Landscape made from a giant’s hand

The Welzow-Süd open-cast mine lies between Spremberg and Welzow, where huge conveyor bridges and bulldozers raked up the soil and left behind a bizarre moonscape, a monotonous sandy desert with the same recurring patterns – the so-called »Kippenrippen« (dump ribs). By working together with the mining company and utilising a precise choreography of bulldozers and bridges, the plan was to create a landscape that was not only artificial but artistic as well – one that was quite different from the usual post-mining landscape. This ambitious plan, however, proved impossible to implement.

INITIAL SITUATION

Work began in and around the Welzow-Süd open-cast mine in 1959. At the time, there were still about thirty working open-cast mines in the Lusatia area – all but five of which were shut down after 1990. Welzow-Süd is one of the five remaining working open-cast mines, and will continue to produce lignite until at least 2030 – and perhaps until 2050. The lignite seam here is particularly abundant, but is buried very deep – about 80 to 100 metres below the surface. This means that what miners call the »capping mass« is especially great – which in turn means that Welzow-Süd will be seeing a lot of spoil in the coming years. This »capping mass« includes one of the few hill areas in this otherwise flat area – which, like parts of Welzow, plantations, farmlands, and watercourses – is to be dug out. Open-cast mining initially leaves behind sandy, desert areas, which will subsequently have to be recultivated by the mining company according to a so-called »lignite plan.«

THE PROJECT’S PROGRESS

The aim of the IBA’s project here was to work hand-in-glove with mining to create a unique landscape, with special vegetation and unusual land uses. It was to be a whole new landscape aesthetic.
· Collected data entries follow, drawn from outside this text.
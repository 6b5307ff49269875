//! Data channel rendezvous: listen, let the peer connect back once, read the
//! announced payload

use std::io::ErrorKind;
use std::net::{Ipv4Addr, Ipv6Addr, Shutdown, SocketAddr, TcpListener, TcpStream};
use std::thread;
use std::time::{Duration, Instant};

use socket2::{Domain, Protocol, Socket, Type};
use tracing::debug;

use crate::cancel::CancelFlag;
use crate::error::{Result, TransferError};
use crate::net::{recv_exact_with, tune_socket};

/// Passive (wildcard) addresses for `port`, IPv4 first then IPv6.
///
/// This is the fixed set a passive `getaddrinfo(NULL, port)` yields on a
/// dual-stack host. std exposes no passive lookup, and resolving the
/// unspecified addresses returns them unchanged, so the list is built
/// directly. A family the host lacks fails in `bind_one` and is skipped.
pub fn passive_addrs(port: u16) -> Vec<SocketAddr> {
    vec![
        SocketAddr::from((Ipv4Addr::UNSPECIFIED, port)),
        SocketAddr::from((Ipv6Addr::UNSPECIFIED, port)),
    ]
}

fn bind_one(addr: &SocketAddr) -> std::io::Result<TcpListener> {
    let socket = Socket::new(Domain::for_address(*addr), Type::STREAM, Some(Protocol::TCP))?;
    socket.set_reuse_address(true)?;
    socket.bind(&(*addr).into())?;
    // One transfer per session
    socket.listen(1)?;
    Ok(socket.into())
}

/// Listening endpoint waiting for the peer's single connect-back
pub struct DataListener {
    listener: TcpListener,
    port: u16,
}

impl DataListener {
    /// Bind the first passive address that accepts `port`
    pub fn listen(port: u16) -> Result<Self> {
        Self::listen_on(port, &passive_addrs(port))
    }

    /// Try `addrs` in order; the first successful bind wins
    pub fn listen_on(port: u16, addrs: &[SocketAddr]) -> Result<Self> {
        let mut reasons = Vec::new();
        for addr in addrs {
            match bind_one(addr) {
                Ok(listener) => {
                    let port = listener.local_addr().map(|a| a.port()).unwrap_or(port);
                    debug!(%addr, port, "data channel listening");
                    return Ok(Self { listener, port });
                }
                Err(e) => {
                    debug!(%addr, error = %e, "bind attempt failed");
                    reasons.push(format!("{}: {}", addr, e));
                }
            }
        }
        Err(TransferError::Bind {
            port,
            reason: if reasons.is_empty() {
                "no candidate addresses".to_string()
            } else {
                reasons.join("; ")
            },
        })
    }

    /// Port actually bound; the command line must have advertised this one
    pub fn port(&self) -> u16 {
        self.port
    }

    /// Wait for the peer to connect. With `deadline` set, expiry gives the
    /// retryable `AcceptTimeout`; the cancellation flag is polled every
    /// `poll` interval. Consumes the listener.
    pub fn accept_once(
        self,
        deadline: Option<Duration>,
        poll: Duration,
        cancel: &CancelFlag,
    ) -> Result<DataConnection> {
        self.listener.set_nonblocking(true).map_err(TransferError::Accept)?;
        let started = Instant::now();
        loop {
            cancel.check()?;
            match self.listener.accept() {
                Ok((stream, peer)) => {
                    stream.set_nonblocking(false).map_err(TransferError::Accept)?;
                    tune_socket(&stream, Some(poll));
                    debug!(%peer, "data channel accepted");
                    return Ok(DataConnection { stream, peer });
                }
                Err(e) if e.kind() == ErrorKind::WouldBlock => {
                    if let Some(limit) = deadline {
                        let waited = started.elapsed();
                        if waited >= limit {
                            return Err(TransferError::AcceptTimeout {
                                port: self.port,
                                waited,
                            });
                        }
                    }
                    thread::sleep(poll.min(Duration::from_millis(50)));
                }
                Err(e) if e.kind() == ErrorKind::Interrupted => continue,
                Err(e) => return Err(TransferError::Accept(e)),
            }
        }
    }

    pub fn close(self) {
        drop(self.listener);
    }
}

/// The accepted connect-back connection
pub struct DataConnection {
    stream: TcpStream,
    peer: SocketAddr,
}

impl DataConnection {
    pub fn peer(&self) -> SocketAddr {
        self.peer
    }

    /// Read exactly `length` bytes; see [`crate::net::recv_exact_with`]
    pub fn receive<F>(&mut self, length: usize, on_wait: F) -> Result<(bool, Vec<u8>)>
    where
        F: FnMut(usize) -> Result<()>,
    {
        recv_exact_with(&mut self.stream, length, on_wait)
    }

    pub fn close(self) {
        let _ = self.stream.shutdown(Shutdown::Both);
    }
}

#[cfg(test)]
mod tests {
    use super::*;
    use std::io::Write;

    fn free_port() -> u16 {
        let sock = TcpListener::bind("127.0.0.1:0").unwrap();
        sock.local_addr().unwrap().port()
    }

    #[test]
    fn passive_addrs_cover_both_families_on_the_port() {
        let addrs = passive_addrs(30020);
        assert_eq!(addrs.len(), 2);
        assert!(addrs.iter().all(|a| a.ip().is_unspecified() && a.port() == 30020));
        assert!(addrs[0].is_ipv4());
        assert!(addrs[1].is_ipv6());
    }

    #[test]
    fn listen_accept_receive() {
        let port = free_port();
        let listener = DataListener::listen(port).unwrap();
        assert_eq!(listener.port(), port);

        let sender = thread::spawn(move || {
            let mut s = TcpStream::connect(("127.0.0.1", port)).unwrap();
            s.write_all(&[5u8; 1200]).unwrap();
        });
        let cancel = CancelFlag::new();
        let mut conn = listener
            .accept_once(Some(Duration::from_secs(5)), Duration::from_millis(20), &cancel)
            .unwrap();
        assert!(conn.peer().ip().is_loopback());
        let (open, data) = conn.receive(1200, |_| Ok(())).unwrap();
        assert!(open);
        assert_eq!(data, vec![5u8; 1200]);
        conn.close();
        sender.join().unwrap();
    }

    #[test]
    fn port_is_reusable_right_after_a_session() {
        let port = free_port();
        for _ in 0..2 {
            let listener = DataListener::listen(port).unwrap();
            let t = thread::spawn(move || {
                let _ = TcpStream::connect(("127.0.0.1", port)).unwrap();
            });
            let conn = listener
                .accept_once(Some(Duration::from_secs(5)), Duration::from_millis(20), &CancelFlag::new())
                .unwrap();
            conn.close();
            t.join().unwrap();
        }
    }

    #[test]
    fn bind_conflict_is_bind_failure() {
        let held = TcpListener::bind("127.0.0.1:0").unwrap();
        let port = held.local_addr().unwrap().port();
        let addrs = [SocketAddr::from((Ipv4Addr::LOCALHOST, port))];
        let err = DataListener::listen_on(port, &addrs).err().unwrap();
        assert!(matches!(err, TransferError::Bind { port: p, .. } if p == port));
    }

    #[test]
    fn falls_through_to_next_address() {
        let held = TcpListener::bind("127.0.0.1:0").unwrap();
        let port = held.local_addr().unwrap().port();
        let addrs = [
            SocketAddr::from((Ipv4Addr::LOCALHOST, port)),
            SocketAddr::from((Ipv4Addr::LOCALHOST, 0)),
        ];
        let listener = DataListener::listen_on(port, &addrs).unwrap();
        assert_ne!(listener.port(), port);
    }

    #[test]
    fn accept_deadline_expires() {
        let listener = DataListener::listen_on(0, &[SocketAddr::from((Ipv4Addr::LOCALHOST, 0))]).unwrap();
        let err = listener
            .accept_once(Some(Duration::from_millis(100)), Duration::from_millis(10), &CancelFlag::new())
            .err()
            .unwrap();
        assert!(err.is_retryable());
        assert!(matches!(err, TransferError::AcceptTimeout { waited, .. } if waited >= Duration::from_millis(100)));
    }

    #[test]
    fn accept_observes_cancellation() {
        let listener = DataListener::listen_on(0, &[SocketAddr::from((Ipv4Addr::LOCALHOST, 0))]).unwrap();
        let cancel = CancelFlag::new();
        let trip = cancel.clone();
        let t = thread::spawn(move || {
            thread::sleep(Duration::from_millis(60));
            trip.cancel();
        });
        let err = listener
            .accept_once(None, Duration::from_millis(10), &cancel)
            .err()
            .unwrap();
        assert!(matches!(err, TransferError::Aborted));
        t.join().unwrap();
    }
}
The idea of a unique landscaping project in a post-mining landscape began as part of an international »workshop for new landscapes« held by the IBA in 2001. Today’s strangely fascinating open-cast landscape was to be transformed into something new. An initial feasibility study commissioned by the IBA in 2002 first proposed a »desert/oasis«: by carefully choreographing the mining machinery, an area of about 700 hectares was to be filled to create a varied relief sculpture with hills, cones, and plains that would gradually become vegetated over time. In its centre, there would be an oasis. Step by step, this new landscape, which was to be created gradually as part of the 2030 mine recultivation targets, would supplant the real »desert« – the active open-cast mine. The plan was for this project to be created gradually over several decades, side by side with the mining.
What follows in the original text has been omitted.